While playing a title on Netflix, click the speech-bubble icon (Audio & Subtitles). Look for subtitle options labeled with [SDH] — for example "English [SDH]" or "Spanish [SDH]". Select your preferred language. Not every title has SDH in every language; availability depends on the studio's localisation budget.

Why are SDH subtitles often called CC SDH or English SDH?

Streaming platforms are inconsistent in their labeling. Netflix uses [SDH], Disney+ sometimes uses (CC) or [SDH], HBO Max uses CC SDH. They all mean the same thing: same-language captions that include sound effects and speaker IDs for deaf or hard-of-hearing viewers.

Is SDH required by law?

Accessibility laws including the U.S. ADA, Section 508, FCC rules, EU European Accessibility Act, UK Equality Act, and similar regulations effectively require captions or SDH for most public-facing video.

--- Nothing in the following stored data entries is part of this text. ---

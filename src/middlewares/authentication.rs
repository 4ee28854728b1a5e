use async_trait::async_trait;
use reqwest::{
    header::{HeaderValue, AUTHORIZATION},
    Request, Response,
};
use reqwest_middleware::{Middleware, Next};
use secrecy::{ExposeSecret, Secret};
use task_local_extensions::Extensions;

/// Reqwest middleware to inject the secret API key into outgoing HTTP requests.
pub struct AuthenticationMiddleware {
    pub(crate) api_key: Secret<String>,
}

#[async_trait]
impl Middleware for AuthenticationMiddleware {
    async fn handle(
        &self,
        mut req: Request,
        extensions: &mut Extensions,
        next: Next<'_>,
    ) -> reqwest_middleware::Result<Response> {
        // Inject the API key as a bearer token
        let mut header_value =
            HeaderValue::from_str(&format!("Bearer {}", self.api_key.expose_secret()))
                .map_err(|e| reqwest_middleware::Error::Middleware(e.into()))?;
        header_value.set_sensitive(true);
        req.headers_mut().insert(AUTHORIZATION, header_value);

        // Run the rest of the middlewares
        next.run(req, extensions).await
    }
}
//! A Rust client for the [Stripe](https://stripe.com) payments REST API.
//!
//! Check out also the official Stripe [API reference](https://stripe.com/docs/api).
//!
//! # Usage
//!
//! ## Initialize a new `StripeClient`
//!
//! Create a new [`StripeClient`](crate::client::StripeClient) with your secret API key.
//! Test mode and live mode are selected by the key itself (`sk_test_...` or `sk_live_...`).
//!
//! ```rust,no_run
//! # use stripe_rust::StripeClient;
//! let stripe = StripeClient::builder("sk_test_123")
//!     .with_api_version("2023-10-16")
//!     .build();
//! ```
//!
//! By default, a `StripeClient` connects to `https://api.stripe.com`.
//! To point it somewhere else (e.g. a local mock), use
//! [`with_environment`](crate::client::StripeClientBuilder::with_environment).
//!
//! ## Create a charge
//!
//! ```rust,no_run
//! # use stripe_rust::{StripeClient, Error, apis::charges::*};
//! #
//! # #[tokio::main]
//! # async fn main() -> Result<(), Error> {
//! # let stripe: StripeClient = unreachable!();
//! #
//! let create_charge_request = CreateChargeRequestBuilder::default()
//!     .amount(2000)
//!     .currency("usd")
//!     .source("tok_visa")
//!     .description("My first charge")
//!     .build()
//!     .unwrap();
//! let charge = stripe.charges.create(&create_charge_request).await?;
//!
//! println!("Created new charge: {}", charge.id);
//! # Ok(())
//! # }
//! ```
//!
//! ## Expand related resources
//!
//! Related resources are returned as bare ids unless they are expanded.
//!
//! ```rust,no_run
//! # use stripe_rust::{StripeClient, Error};
//! #
//! # #[tokio::main]
//! # async fn main() -> Result<(), Error> {
//! # let stripe: StripeClient = unreachable!();
//! #
//! let charge = stripe.charges.retrieve("ch_123", &["customer"]).await?;
//!
//! if let Some(customer) = charge.customer.as_ref().and_then(|c| c.value()) {
//!     println!("Charged {:?}", customer.email);
//! }
//! # Ok(())
//! # }
//! ```
//!
//! ## Page through a list
//!
//! ```rust,no_run
//! # use stripe_rust::{StripeClient, Error, apis::customers::*, list::ListRequest};
//! #
//! # #[tokio::main]
//! # async fn main() -> Result<(), Error> {
//! # let stripe: StripeClient = unreachable!();
//! #
//! let mut request = ListCustomersRequest {
//!     list: ListRequest {
//!         limit: Some(100),
//!         ..Default::default()
//!     },
//!     ..Default::default()
//! };
//! loop {
//!     let page = stripe.customers.list(&request).await?;
//!     for customer in &page.data {
//!         tracing::info!("Customer {}: {:?}", customer.id, customer.email);
//!     }
//!
//!     match request.list.next_page(&page) {
//!         Some(next) => request.list = next,
//!         None => break,
//!     }
//! }
//! # Ok(())
//! # }
//! ```
//!
//! ## Idempotent requests and connected accounts
//!
//! Per-request headers are set with [`RequestOptions`](crate::options::RequestOptions).
//! `POST`s are only retried on transient failures when they carry an idempotency key.
//!
//! ```rust,no_run
//! # use stripe_rust::{StripeClient, Error, RequestOptions, apis::payouts::*};
//! #
//! # #[tokio::main]
//! # async fn main() -> Result<(), Error> {
//! # let stripe: StripeClient = unreachable!();
//! # let create_payout_request: CreatePayoutRequest = unreachable!();
//! #
//! let payout = stripe
//!     .payouts
//!     .with_options(
//!         RequestOptions::new()
//!             .with_stripe_account("acct_123")
//!             .with_random_idempotency_key(),
//!     )
//!     .create(&create_payout_request)
//!     .await?;
//! # Ok(())
//! # }
//! ```
//!
//! ## More examples
//!
//! Look into the [`demos`](../demos) for more example usages of this library.
//!
//! To run an example, use `cargo run` like this:
//!
//! ```shell
//! cargo run --example create_charge
//! ```

#![deny(missing_debug_implementations)]
#![forbid(unsafe_code)]

pub mod apis;
pub mod client;
mod common;
pub mod error;
pub mod expandable;
pub mod list;
mod middlewares;
pub mod options;
pub mod params;

pub use client::StripeClient;
pub use error::Error;
pub use expandable::{Expandable, ExpandableList, Object};
pub use list::{List, ListRequest, RangeQuery, SearchRequest, SearchResult};
pub use options::RequestOptions;
pub use params::{ParamValue, Params};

The exact format (CC vs SDH) typically isn't specified in law, but providing one or the other is required.

What file format is SDH delivered in?

SDH is delivered as standard subtitle files — SRT, VTT, TTML, or DFXP — with editorial conventions for sound effects in [brackets], speaker IDs in CAPS, and music notation. The file format is the same as regular subtitles or closed captions; the difference is the editorial content.

Do streaming originals always have SDH?

Major streaming platforms (Netflix, Disney+, Apple TV+, Amazon Prime, HBO Max) include SDH for English on most originals, and increasingly for major target markets (Spanish, Portuguese, French, German, Japanese). Smaller markets and licensed content may not have SDH. Availability is shown in the audio/subtitle picker per title.